A CNOT gate cannot be constructed only with a SQRT SWAP gate, arguing within an ancilla system When I looked at the construction of a $\mathsf{CNOT}$ gate out of a $\sqrt{\mathsf{SWAP}}$ (https://arxiv.org/abs/quant-ph/0209035), I could see that $\sigma_X$ and and $\sigma_Z$ gates were used. It made sense for me, that additional 1-qubit gates are needed to do this, but I could not think of a simple argument explaining this fact. When the system starts in the state $|00\rangle$, it is obvious, because the  $\sqrt{\mathsf{SWAP}}$ gate acts here equivalent the identity. But what if I can choose the starting state, for example $|0101\rangle$ and also allow an ancilla system. 
Here my thoughts, which were not very helpful for me:
I realized I can use the states $|01\rangle$ and $|10\rangle$ as a mapping, so that the $\sqrt{\mathsf{SWAP}}$ gate acts similar to a $H$ gate.
$|0_L\rangle \mapsto |10\rangle$
$|1_L\rangle \mapsto |01\rangle$ 
since 
$ |10\rangle \xrightarrow{\sqrt{\mathsf{SWAP}}} \frac12\big[(1-i)|01\rangle +
 (1+i)|10\rangle\big] \equiv |01\rangle + i |10\rangle $
 $ |01\rangle \xrightarrow{\sqrt{\mathsf{SWAP}}} \frac12\big[(1+i)|01\rangle +
  (1-i)|10\rangle\big] \equiv i |01\rangle +
   |10\rangle $
I thought about proofing that in a different base, the $\sqrt{\mathsf{SWAP}}$ is isomorphic in behavior to the $H$ gate (which I am not even sure), but this argument brought me nowhere, and seemed too complicated for such a simple question. Especially, allowing an ancilla system made arguing harder for me. 
Maybe someone has some simple idea of reasoning, which can be applied to a bigger set of gate construction problems.
 A: The reason you need an additional gate to make a $\text{CNOT}$ is that swap-style operations preserve the number of 1 bits, but $\text{CNOT}$s don't.
Swap-style operations may phase the no-1s state $|00\rangle$ and the all-1s state $|11\rangle$, but they won't mix those states with other states. The only states they mix between are the two single-1 states: $|01\rangle$ and $|10\rangle$. By contrast, a $\text{CNOT}$ can change the number of 1 bits: $\text{CNOT} \cdot|10\rangle = |11\rangle$.

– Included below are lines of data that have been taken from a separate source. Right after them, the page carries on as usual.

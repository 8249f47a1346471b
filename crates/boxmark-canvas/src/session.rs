//! The folder of images being annotated and the cursor over it.

use std::cmp::Ordering;
use std::fs;
use std::path::{Path, PathBuf};

use boxmark_core::SessionError;

/// Images of one folder in natural order, with a current position.
#[derive(Debug, Clone)]
pub struct ImageSession {
    folder: PathBuf,
    images: Vec<PathBuf>,
    current: usize,
}

impl ImageSession {
    /// Lists the images of `folder` whose extension is in `extensions`
    /// (case-insensitive). The session starts at the first image.
    pub fn open(folder: impl AsRef<Path>, extensions: &[String]) -> Result<Self, SessionError> {
        let folder = folder.as_ref().to_path_buf();
        if !folder.is_dir() {
            return Err(SessionError::NotADirectory { path: folder });
        }

        let entries = fs::read_dir(&folder).map_err(|_| SessionError::NotADirectory {
            path: folder.clone(),
        })?;
        let mut images: Vec<PathBuf> = entries
            .filter_map(|entry| entry.ok().map(|e| e.path()))
            .filter(|path| path.is_file() && has_extension(path, extensions))
            .collect();

        if images.is_empty() {
            return Err(SessionError::NoImages { folder });
        }
        images.sort_by(|a, b| natural_cmp(&file_key(a), &file_key(b)));

        tracing::info!("Opened {} with {} image(s)", folder.display(), images.len());
        Ok(Self {
            folder,
            images,
            current: 0,
        })
    }

    pub fn folder(&self) -> &Path {
        &self.folder
    }

    pub fn images(&self) -> &[PathBuf] {
        &self.images
    }

    pub fn len(&self) -> usize {
        self.images.len()
    }

    pub fn is_empty(&self) -> bool {
        self.images.is_empty()
    }

    pub fn index(&self) -> usize {
        self.current
    }

    pub fn current(&self) -> &Path {
        &self.images[self.current]
    }

    /// Advances to the next image; `None` at the last one.
    pub fn next(&mut self) -> Option<&Path> {
        if self.current + 1 >= self.images.len() {
            return None;
        }
        self.current += 1;
        Some(self.current())
    }

    /// Steps back; `None` at the first image.
    pub fn prev(&mut self) -> Option<&Path> {
        if self.current == 0 {
            return None;
        }
        self.current -= 1;
        Some(self.current())
    }

    /// Jumps to `index` if it exists.
    pub fn go_to(&mut self, index: usize) -> Option<&Path> {
        if index >= self.images.len() {
            return None;
        }
        self.current = index;
        Some(self.current())
    }
}

fn has_extension(path: &Path, extensions: &[String]) -> bool {
    path.extension()
        .map(|ext| ext.to_string_lossy().to_lowercase())
        .is_some_and(|ext| extensions.iter().any(|e| e.eq_ignore_ascii_case(&ext)))
}

fn file_key(path: &Path) -> String {
    path.file_name()
        .map(|n| n.to_string_lossy().to_lowercase())
        .unwrap_or_default()
}

/// Compares strings so that digit runs order by value: `img2 < img10`.
pub fn natural_cmp(a: &str, b: &str) -> Ordering {
    let mut left = chunks(a);
    let mut right = chunks(b);
    loop {
        match (left.next(), right.next()) {
            (None, None) => return a.cmp(b),
            (None, Some(_)) => return Ordering::Less,
            (Some(_), None) => return Ordering::Greater,
            (Some(x), Some(y)) => {
                let order = match (is_number(x), is_number(y)) {
                    (true, true) => cmp_numbers(x, y),
                    (true, false) => Ordering::Less,
                    (false, true) => Ordering::Greater,
                    (false, false) => x.cmp(y),
                };
                if order != Ordering::Equal {
                    return order;
                }
            }
        }
    }
}

fn is_number(chunk: &str) -> bool {
    chunk.bytes().next().is_some_and(|b| b.is_ascii_digit())
}

// Digit runs of any length, without overflowing an integer type.
fn cmp_numbers(x: &str, y: &str) -> Ordering {
    let x = x.trim_start_matches('0');
    let y = y.trim_start_matches('0');
    x.len().cmp(&y.len()).then_with(|| x.cmp(y))
}

/// Splits into alternating digit and non-digit runs.
fn chunks(s: &str) -> impl Iterator<Item = &str> {
    let mut rest = s;
    std::iter::from_fn(move || {
        let first = rest.chars().next()?;
        let digit = first.is_ascii_digit();
        let end = rest
            .char_indices()
            .find(|(_, c)| c.is_ascii_digit() != digit)
            .map_or(rest.len(), |(i, _)| i);
        let (chunk, tail) = rest.split_at(end);
        rest = tail;
        Some(chunk)
    })
}
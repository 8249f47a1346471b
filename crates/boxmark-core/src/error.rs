//! Error handling for Boxmark
//!
//! Provides error types for every layer of the annotation engine:
//! - Geometry errors (vectors, corner indices, point sets)
//! - Annotation errors (sidecar parsing and writing)
//! - Session errors (image folders and image metadata)
//!
//! All error types use `thiserror` for ergonomic error handling.

use std::path::PathBuf;
use thiserror::Error;

/// Geometry error type
///
/// Raised by the vector, rectangle and shape primitives. These indicate a
/// caller contract violation rather than a user-facing condition.
#[derive(Error, Debug, Clone, PartialEq)]
pub enum GeometryError {
    /// Corner index outside `0..=3`
    #[error("Invalid vertex index {index}, expected 0..=3")]
    InvalidVertex {
        /// The rejected corner index.
        index: usize,
    },

    /// An operand could not be combined with a vector
    #[error("Invalid argument type: expected {expected}, found {found}")]
    InvalidArgumentType {
        /// What the operation accepts.
        expected: String,
        /// What it was given.
        found: String,
    },

    /// Bounds requested for an empty point sequence
    #[error("Cannot compute bounds of an empty point set")]
    EmptyPointSet,
}

/// Annotation sidecar error type
///
/// Represents failures while reading or writing Pascal VOC files.
#[derive(Error, Debug, Clone)]
pub enum AnnotationError {
    /// The sidecar content is not a valid annotation document
    #[error("Failed to parse annotation {path}: {reason}")]
    Parse {
        /// The sidecar file, or `<memory>` for in-memory documents.
        path: String,
        /// What went wrong.
        reason: String,
    },

    /// A required element is absent
    #[error("Annotation {path} is missing <{element}>")]
    MissingElement {
        /// The sidecar file, or `<memory>` for in-memory documents.
        path: String,
        /// The missing element name.
        element: String,
    },

    /// The sidecar could not be written
    #[error("Failed to write annotation {path}: {reason}")]
    Write {
        /// The sidecar file.
        path: String,
        /// What went wrong.
        reason: String,
    },
}

/// Image session error type
#[derive(Error, Debug, Clone)]
pub enum SessionError {
    /// The folder contains no supported images
    #[error("No images found in {folder:?}")]
    NoImages {
        /// The scanned folder.
        folder: PathBuf,
    },

    /// The path given as a folder is not a directory
    #[error("Not a directory: {path:?}")]
    NotADirectory {
        /// The rejected path.
        path: PathBuf,
    },

    /// Image dimensions could not be read
    #[error("Cannot read image size of {path:?}: {reason}")]
    ImageSize {
        /// The image file.
        path: PathBuf,
        /// Decoder message.
        reason: String,
    },
}

/// Main error type for Boxmark
///
/// Unified error type that can represent any error in the system.
#[derive(Error, Debug)]
pub enum Error {
    /// Geometry error
    #[error(transparent)]
    Geometry(#[from] GeometryError),

    /// Annotation error
    #[error(transparent)]
    Annotation(#[from] AnnotationError),

    /// Session error
    #[error(transparent)]
    Session(#[from] SessionError),

    /// Standard I/O error
    #[error("I/O error: {0}")]
    Io(#[from] std::io::Error),

    /// Generic error
    #[error("{0}")]
    Other(String),
}

impl Error {
    /// Create an error from a string message
    pub fn other(msg: impl Into<String>) -> Self {
        Error::Other(msg.into())
    }

    /// Check if this is a geometry error
    pub fn is_geometry_error(&self) -> bool {
        matches!(self, Error::Geometry(_))
    }

    /// Check if this is an annotation error
    pub fn is_annotation_error(&self) -> bool {
        matches!(self, Error::Annotation(_))
    }

    /// Check if this is a session error
    pub fn is_session_error(&self) -> bool {
        matches!(self, Error::Session(_))
    }
}

/// Result type using Error
pub type Result<T> = std::result::Result<T, Error>;
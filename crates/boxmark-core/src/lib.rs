//! # Boxmark Core
//!
//! Error taxonomy, observable events and shared type aliases used by the
//! Boxmark annotation crates.

pub mod error;
pub mod event_bus;
pub mod types;

pub use error::{AnnotationError, Error, GeometryError, Result, SessionError};

pub use event_bus::{
    AppEvent, CanvasEvent, ErrorEvent, EventBus, EventBusConfig, EventBusError, EventCategory,
    EventFilter, SessionEvent, SharedBus, SubscriptionId,
};

pub use types::{thread_safe, thread_safe_vec, DataCallback, ThreadSafe, ThreadSafeVec};
//! The logical canvas extent that viewport positions are expressed against.

use std::fmt;

use crate::shape_points::{Corner, ShapePoints};
use crate::vector::{Vector2, Vector2Int};

/// Global logical space.
///
/// Vertices run from `(0, 0)` to `size`. Positions handed to
/// [`CoordinatesSystem::to_global`] are offsets from [`CoordinatesSystem::center`].
#[derive(Debug, Clone, PartialEq, Eq)]
pub struct CoordinatesSystem {
    size: Vector2Int,
    vertices: ShapePoints,
}

impl CoordinatesSystem {
    /// Negative components are clamped to zero.
    pub fn new(size: Vector2Int) -> Self {
        let size = size.max(Vector2Int::ZERO);
        Self {
            size,
            vertices: ShapePoints::from_corners(Vector2Int::ZERO, size),
        }
    }

    pub fn size(&self) -> Vector2Int {
        self.size
    }

    pub fn resize(&mut self, size: Vector2Int) {
        *self = Self::new(size);
    }

    pub fn vertex(&self, corner: Corner) -> Vector2Int {
        self.vertices[corner]
    }

    /// Exact center; half a pixel off the grid for odd sizes.
    pub fn center(&self) -> Vector2 {
        self.vertex(Corner::TopLeft).to_real() + self.size.to_real() / 2.0
    }

    pub fn to_global(&self, local: Vector2) -> Vector2 {
        local + self.center()
    }
}

impl Default for CoordinatesSystem {
    fn default() -> Self {
        Self::new(Vector2Int::ZERO)
    }
}

impl fmt::Display for CoordinatesSystem {
    fn fmt(&self, f: &mut fmt::Formatter<'_>) -> fmt::Result {
        write!(f, "CoordinatesSystem(size: {})", self.size)
    }
}
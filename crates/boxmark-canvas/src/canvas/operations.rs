//! Shape list, selection and mode operations for Canvas.

use boxmark_core::CanvasEvent;

use super::types::CanvasMode;
use super::Canvas;
use crate::helper::{get_formation, get_shape_within};
use crate::shape::{Shape, ShapeId};
use crate::shape_points::Corner;
use crate::vector::Vector2Int;

impl Canvas {
    /// Appends `shape` and assigns it a fresh id.
    pub fn add_shape(&mut self, mut shape: Shape) -> ShapeId {
        let id = self.next_id;
        self.next_id += 1;
        shape.set_id(id);
        shape.set_selected(false);
        let label = shape.name().to_string();
        self.shapes.push(shape);
        self.emit(CanvasEvent::ShapeAdded { id, label });
        id
    }

    /// Replaces the whole shape list, e.g. after switching images.
    pub fn replace_shapes(&mut self, shapes: Vec<Shape>) -> Vec<ShapeId> {
        self.cancel_gesture();
        self.selection.reset();
        self.highlighted = None;
        self.filled = None;
        self.shapes.clear();

        let mut ids = Vec::with_capacity(shapes.len());
        for mut shape in shapes {
            let id = self.next_id;
            self.next_id += 1;
            shape.set_id(id);
            shape.set_selected(false);
            shape.set_fill(false);
            shape.unhighlight();
            self.shapes.push(shape);
            ids.push(id);
        }
        self.set_mode(CanvasMode::Edit);
        self.emit(CanvasEvent::ShapesReplaced { ids: ids.clone() });
        ids
    }

    /// Removes every selected shape.
    ///
    /// Any gesture referring to a removed shape is dropped, so a delete in
    /// the middle of a drag leaves the canvas in `Edit`.
    pub fn delete(&mut self) -> Vec<ShapeId> {
        let removed = self.selection.deselect_all(&mut self.shapes);
        if removed.is_empty() {
            return removed;
        }
        self.shapes.retain(|s| !removed.contains(&s.id()));

        self.clicked_shape = None;
        self.dragged_vertex = None;
        self.formation.clear();
        if self.highlighted.is_some_and(|(id, _)| removed.contains(&id)) {
            self.highlighted = None;
        }
        if self.filled.is_some_and(|id| removed.contains(&id)) {
            self.filled = None;
        }
        if matches!(self.mode, CanvasMode::MovingShape | CanvasMode::MovingVertex) {
            self.set_mode(CanvasMode::Edit);
        }

        tracing::info!("Deleted {} shape(s)", removed.len());
        self.emit(CanvasEvent::ShapesRemoved {
            ids: removed.clone(),
        });
        removed
    }

    /// Selects `id`.
    ///
    /// `multi` overrides the canvas multi-select flag. Without multi-select
    /// the previous selection is replaced. Selecting an already selected
    /// shape toggles it off unless `force` is set; a forced re-select
    /// remembers that the shape was selected before, so a click without
    /// drag can deselect it on release.
    pub fn select(&mut self, id: ShapeId, force: bool, multi: Option<bool>) {
        if self.shape(id).is_none() {
            tracing::debug!("select: no shape {}", id);
            return;
        }
        let multi = multi.unwrap_or(self.multi_select);
        let already = self.selection.contains(id);

        if !multi && self.selection.len() > 1 {
            self.was_selected = false;
            self.deselect_all();
            self.select_one(id);
            return;
        }

        if already && !force {
            if multi {
                self.deselect(id);
            } else {
                self.deselect_all();
            }
            return;
        }

        self.was_selected = force && already;
        if !multi && !already {
            self.deselect_all();
        }
        if !already {
            self.select_one(id);
        }
    }

    pub fn deselect(&mut self, id: ShapeId) {
        if !self.selection.deselect(id, &mut self.shapes) {
            tracing::debug!("deselect: shape {} not selected", id);
            return;
        }
        self.emit(CanvasEvent::ShapeDeselected { id });
    }

    pub fn deselect_all(&mut self) {
        for id in self.selection.deselect_all(&mut self.shapes) {
            self.emit(CanvasEvent::ShapeDeselected { id });
        }
    }

    /// Adds every id to the selection, keeping what is already selected.
    pub fn select_multiple(&mut self, ids: &[ShapeId]) {
        for id in ids {
            self.select_one(*id);
        }
    }

    /// Renames every selected shape through the label prompt.
    pub fn edit_label(&mut self) -> Option<String> {
        let first = self.selection.first()?;
        let initial = self.shape(first)?.name().to_string();
        let label = self
            .label_prompt
            .prompt_label("Edit Label", &initial)
            .filter(|l| !l.is_empty())?;

        let ids = self.selection.ids().to_vec();
        for shape in self.shapes.iter_mut().filter(|s| ids.contains(&s.id())) {
            shape.set_name(label.clone());
        }
        tracing::info!("Relabelled {} shape(s) as '{}'", ids.len(), label);
        self.emit(CanvasEvent::LabelChanged {
            ids,
            label: label.clone(),
        });
        Some(label)
    }

    /// Enters `Create`; the next press and release draw a box.
    pub fn create_mode(&mut self) {
        self.cancel_gesture();
        self.set_mode(CanvasMode::Create);
    }

    /// Toggles panning.
    pub fn move_mode(&mut self) {
        self.cancel_gesture();
        let next = if self.mode == CanvasMode::Move {
            CanvasMode::Edit
        } else {
            CanvasMode::Move
        };
        self.set_mode(next);
    }

    /// Toggles multi-select and returns the new state.
    pub fn multi_select_mode(&mut self) -> bool {
        self.multi_select = !self.multi_select;
        tracing::debug!("multi-select {}", self.multi_select);
        self.multi_select
    }

    /// Abandons any gesture and returns to `Edit`.
    pub fn focus_lost(&mut self) {
        self.cancel_gesture();
        self.set_mode(CanvasMode::Edit);
    }

    pub(super) fn set_mode(&mut self, mode: CanvasMode) {
        if self.mode == mode {
            return;
        }
        tracing::debug!("canvas mode {} -> {}", self.mode, mode);
        self.mode = mode;
        self.emit(CanvasEvent::ModeChanged {
            mode: mode.as_str().to_string(),
        });
    }

    fn select_one(&mut self, id: ShapeId) {
        if self.selection.select(id, &mut self.shapes) {
            tracing::debug!("selected shape {}", id);
            self.emit(CanvasEvent::ShapeSelected { id });
        }
    }

    /// Finishes a create drag from `creating_pos` to the pointer.
    pub(super) fn create(&mut self) {
        let Some(start) = self.creating_pos.take() else {
            self.set_mode(CanvasMode::Edit);
            return;
        };
        let end = self.pointer;

        if Vector2Int::distance(start, end) < self.settings.min_create_distance {
            tracing::debug!("create drag too short, ignored");
            self.set_mode(CanvasMode::Edit);
            return;
        }

        let label = self
            .label_prompt
            .prompt_label("Create Shape", "")
            .filter(|l| !l.is_empty());
        if let Some(label) = label {
            let origin = self.pixmap_rel_pos();
            let bound = self.resized_pixmap_size();
            let min = (start.min(end) - origin).clipped(Vector2Int::ZERO, bound);
            let max = (start.max(end) - origin).clipped(Vector2Int::ZERO, bound);
            let shape = Shape::from_corners(label, min / self.scale, max / self.scale);
            tracing::info!("Created shape '{}' at {}..{}", shape.name(), shape.top_left(), shape.bot_right());
            self.add_shape(shape);
        }
        self.set_mode(CanvasMode::Edit);
    }

    /// Starts dragging a copy of `id`.
    pub(super) fn start_copy(&mut self, id: ShapeId) {
        let Some(shape) = self.shape(id) else {
            return;
        };
        let copy = shape.copy();
        self.mouse_offset = self.get_mouse_relative() - copy.top_left();
        self.shape_copy = Some(copy);
        self.mouse_moved = 0.0;
        self.set_mode(CanvasMode::Copy);
    }

    /// Offers "paste here" and, on confirmation, adds the copy and selects it.
    pub(super) fn paste_copy(&mut self) {
        let Some(copy) = self.shape_copy.as_ref() else {
            self.set_mode(CanvasMode::Edit);
            return;
        };
        let at = copy.top_left();
        self.choosing_option = true;
        let confirmed = self.paste_menu.confirm_paste(at);
        self.choosing_option = false;
        if !confirmed {
            tracing::debug!("paste declined, copy discarded");
            self.cancel_copy();
            return;
        }

        if let Some(copy) = self.shape_copy.take() {
            let id = self.add_shape(copy);
            self.select(id, false, Some(false));
        }
        self.set_mode(CanvasMode::Edit);
    }

    pub(super) fn cancel_copy(&mut self) {
        self.shape_copy = None;
        self.mouse_offset = Vector2Int::ZERO;
        self.mouse_moved = 0.0;
        self.set_mode(CanvasMode::Edit);
    }

    /// Ends a shape or vertex drag.
    pub(super) fn finish_drag(&mut self) {
        self.clicked_shape = None;
        self.dragged_vertex = None;
        self.formation.clear();
        self.mouse_moved = 0.0;
        self.set_mode(CanvasMode::Edit);
        let under = get_shape_within(self.get_mouse_relative(), &self.shapes);
        self.auto_fill(under);
    }

    /// Starts moving `id` together with the rest of the selection.
    pub(super) fn start_shape_drag(&mut self, id: ShapeId) {
        let Some(anchor) = self.shape(id) else {
            return;
        };
        let offset = self.get_mouse_relative() - anchor.top_left();
        let formation = get_formation(anchor, self.selected_shapes());
        self.mouse_offset = offset;
        self.formation = formation;
        self.clicked_shape = Some(id);
        self.mouse_moved = 0.0;
        self.set_mode(CanvasMode::MovingShape);
    }

    /// Shows `id` filled; clears the previous fill.
    pub(super) fn auto_fill(&mut self, id: Option<ShapeId>) {
        if self.filled == id {
            return;
        }
        let previous = std::mem::replace(&mut self.filled, id);
        for shape in &mut self.shapes {
            if Some(shape.id()) == previous {
                shape.set_fill(false);
            } else if Some(shape.id()) == id {
                shape.set_fill(true);
            }
        }
    }

    pub(super) fn set_highlight(&mut self, target: Option<(ShapeId, Corner)>) {
        if self.highlighted == target {
            return;
        }
        let previous = std::mem::replace(&mut self.highlighted, target);
        if let Some((id, _)) = previous {
            if let Some(shape) = self.shapes.iter_mut().find(|s| s.id() == id) {
                shape.unhighlight();
            }
        }
        if let Some((id, corner)) = target {
            if let Some(shape) = self.shapes.iter_mut().find(|s| s.id() == id) {
                shape.highlight_vertex(corner);
            }
        }
    }

    fn cancel_gesture(&mut self) {
        self.creating_pos = None;
        self.shape_copy = None;
        self.clicked_shape = None;
        self.dragged_vertex = None;
        self.formation.clear();
        self.left_pressed = false;
        self.mouse_moved = 0.0;
        self.choosing_option = false;
    }
}
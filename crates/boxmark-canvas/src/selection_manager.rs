use crate::shape::{Shape, ShapeId};

/// Tracks which shapes are selected, in selection order.
///
/// The manager owns the list of ids; the `selected` flag on each [`Shape`]
/// mirrors it. Every mutating method takes the shape slice so both stay in
/// step.
///
/// # Examples
///
/// ```
/// use boxmark_canvas::selection_manager::SelectionManager;
///
/// let manager = SelectionManager::new();
/// assert!(manager.is_empty());
/// assert_eq!(manager.first(), None);
/// ```
#[derive(Debug, Clone, Default)]
pub struct SelectionManager {
    selected: Vec<ShapeId>,
}

impl SelectionManager {
    pub fn new() -> Self {
        Self::default()
    }

    /// Selected ids, oldest selection first.
    pub fn ids(&self) -> &[ShapeId] {
        &self.selected
    }

    pub fn len(&self) -> usize {
        self.selected.len()
    }

    pub fn is_empty(&self) -> bool {
        self.selected.is_empty()
    }

    pub fn contains(&self, id: ShapeId) -> bool {
        self.selected.contains(&id)
    }

    /// The shape selected first, if any.
    pub fn first(&self) -> Option<ShapeId> {
        self.selected.first().copied()
    }

    /// Adds `id` to the selection.
    ///
    /// # Returns
    ///
    /// `false` if the shape was already selected or does not exist.
    pub fn select(&mut self, id: ShapeId, shapes: &mut [Shape]) -> bool {
        if self.contains(id) {
            return false;
        }
        match shapes.iter_mut().find(|s| s.id() == id) {
            Some(shape) => {
                shape.set_selected(true);
                self.selected.push(id);
                true
            }
            None => false,
        }
    }

    /// Removes `id` from the selection.
    ///
    /// # Returns
    ///
    /// `false` if the shape was not selected.
    pub fn deselect(&mut self, id: ShapeId, shapes: &mut [Shape]) -> bool {
        let Some(index) = self.selected.iter().position(|s| *s == id) else {
            return false;
        };
        self.selected.remove(index);
        if let Some(shape) = shapes.iter_mut().find(|s| s.id() == id) {
            shape.set_selected(false);
        }
        true
    }

    /// Clears the selection and returns the ids that were selected.
    pub fn deselect_all(&mut self, shapes: &mut [Shape]) -> Vec<ShapeId> {
        let cleared = std::mem::take(&mut self.selected);
        for shape in shapes.iter_mut().filter(|s| cleared.contains(&s.id())) {
            shape.set_selected(false);
        }
        cleared
    }

    /// Forgets the selection without touching shape flags.
    pub fn reset(&mut self) {
        self.selected.clear();
    }
}
//! JSON-RPC client for forking from a live node.

use std::{
    str::FromStr,
    sync::atomic::{AtomicU64, Ordering},
};

use async_trait::async_trait;
use bytes::Bytes;
use reqwest::{Client, Url};
use serde::{Deserialize, Serialize, de::DeserializeOwned};
use serde_json::{Value, json};
use tevm_common::{
    Address, H256, U256,
    utils::{decode_hex, u256_to_h256},
};
use tracing::{debug, trace, warn};

use crate::{
    error::ForkError,
    fork::{AccountProof, BlockTag, ForkTransport},
};

static REQUEST_ID_COUNTER: AtomicU64 = AtomicU64::new(1);

#[derive(Serialize, Debug)]
struct RpcRequest<'a> {
    id: u64,
    jsonrpc: &'static str,
    method: &'a str,
    params: Vec<Value>,
}

#[derive(Deserialize, Debug)]
struct RpcErrorMetadata {
    code: i64,
    message: String,
}

#[derive(Deserialize, Debug)]
#[serde(untagged)]
enum RpcResponse {
    Success { result: Value },
    Error { error: RpcErrorMetadata },
}

/// [`ForkTransport`] over HTTP JSON-RPC.
#[derive(Debug, Clone)]
pub struct HttpForkTransport {
    client: Client,
    url: Url,
}

impl HttpForkTransport {
    pub fn new(url: &str) -> Result<Self, ForkError> {
        let url = Url::parse(url)
            .map_err(|err| ForkError::Transport(format!("Invalid fork url {url}: {err}")))?;
        Ok(Self {
            client: Client::new(),
            url,
        })
    }

    pub fn url(&self) -> &Url {
        &self.url
    }

    async fn send_request(&self, method: &str, params: Vec<Value>) -> Result<Value, ForkError> {
        let request = RpcRequest {
            id: REQUEST_ID_COUNTER.fetch_add(1, Ordering::Relaxed),
            jsonrpc: "2.0",
            method,
            params,
        };
        trace!(endpoint = %self.url, ?request, "Sending RPC request");

        let response = self
            .client
            .post(self.url.as_str())
            .json(&request)
            .send()
            .await
            .inspect_err(|error| warn!(endpoint = %self.url, %error, "Could not reach fork RPC"))
            .map_err(|error| ForkError::Transport(error.to_string()))?
            .json::<RpcResponse>()
            .await
            .map_err(|error| ForkError::Decode(error.to_string()))?;

        match response {
            RpcResponse::Success { result } => Ok(result),
            RpcResponse::Error { error } => {
                debug!(
                    endpoint = %self.url,
                    method,
                    code = error.code,
                    message = %error.message,
                    "Fork RPC returned an error"
                );
                Err(ForkError::Rpc {
                    code: error.code,
                    message: error.message,
                })
            }
        }
    }

    async fn request<T: DeserializeOwned>(
        &self,
        method: &str,
        params: Vec<Value>,
    ) -> Result<T, ForkError> {
        let result = self.send_request(method, params).await?;
        serde_json::from_value(result)
            .map_err(|error| ForkError::Decode(format!("{method}: {error}")))
    }

    /// Pins `latest` to the current head so every later read sees the same state.
    pub async fn resolve_block_tag(&self, block: BlockTag) -> Result<BlockTag, ForkError> {
        if block != BlockTag::Latest {
            return Ok(block);
        }
        let number: String = self.request("eth_blockNumber", vec![]).await?;
        let number = parse_hex_u64(&number)?;
        debug!(endpoint = %self.url, number, "Pinned fork to block");
        Ok(BlockTag::Number(number))
    }
}

fn parse_hex_u64(value: &str) -> Result<u64, ForkError> {
    u64::from_str_radix(value.trim_start_matches("0x"), 16)
        .map_err(|error| ForkError::Decode(format!("Invalid quantity {value}: {error}")))
}

fn parse_hex_u256(value: &str) -> Result<U256, ForkError> {
    U256::from_str(value.trim_start_matches("0x"))
        .map_err(|error| ForkError::Decode(format!("Invalid quantity {value}: {error}")))
}

#[async_trait]
impl ForkTransport for HttpForkTransport {
    async fn get_balance(&self, address: Address, block: BlockTag) -> Result<U256, ForkError> {
        let balance: String = self
            .request(
                "eth_getBalance",
                vec![json!(format!("{address:#x}")), json!(block.to_string())],
            )
            .await?;
        parse_hex_u256(&balance)
    }

    async fn get_transaction_count(
        &self,
        address: Address,
        block: BlockTag,
    ) -> Result<u64, ForkError> {
        let nonce: String = self
            .request(
                "eth_getTransactionCount",
                vec![json!(format!("{address:#x}")), json!(block.to_string())],
            )
            .await?;
        parse_hex_u64(&nonce)
    }

    async fn get_code(&self, address: Address, block: BlockTag) -> Result<Bytes, ForkError> {
        let code: String = self
            .request(
                "eth_getCode",
                vec![json!(format!("{address:#x}")), json!(block.to_string())],
            )
            .await?;
        decode_hex(&code)
            .map(Bytes::from)
            .map_err(|error| ForkError::Decode(format!("Invalid code: {error}")))
    }

    async fn get_storage_at(
        &self,
        address: Address,
        slot: H256,
        block: BlockTag,
    ) -> Result<H256, ForkError> {
        let value: String = self
            .request(
                "eth_getStorageAt",
                vec![
                    json!(format!("{address:#x}")),
                    json!(format!("{slot:#x}")),
                    json!(block.to_string()),
                ],
            )
            .await?;
        // Some nodes strip leading zeros.
        let value = parse_hex_u256(&value)?;
        Ok(u256_to_h256(value))
    }

    async fn get_proof(
        &self,
        address: Address,
        slots: &[H256],
        block: BlockTag,
    ) -> Result<AccountProof, ForkError> {
        let slots: Vec<String> = slots.iter().map(|slot| format!("{slot:#x}")).collect();
        self.request(
            "eth_getProof",
            vec![
                json!(format!("{address:#x}")),
                json!(slots),
                json!(block.to_string()),
            ],
        )
        .await
    }
}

The $\sqrt{\text{SWAP}}$ gate, and the $\text{iSwap}$ gate, both have this preserve-number-of-1s property. Without some other gate, you just won't be able to mix or transition between parts of the superposition that have different numbers of bits set. So you just won't be able to perform a $\text{CNOT}$.
It's true that, when you can't implement arbitrary unitaries, it may be possible to switch to a different information encoding and perform universal quantum computation within the encoding. I'm not sure of the $\sqrt{\text{SWAP}}$ gate can do that or not. The $\text{iSwap}$ definitely can't, because it's in the Clifford group.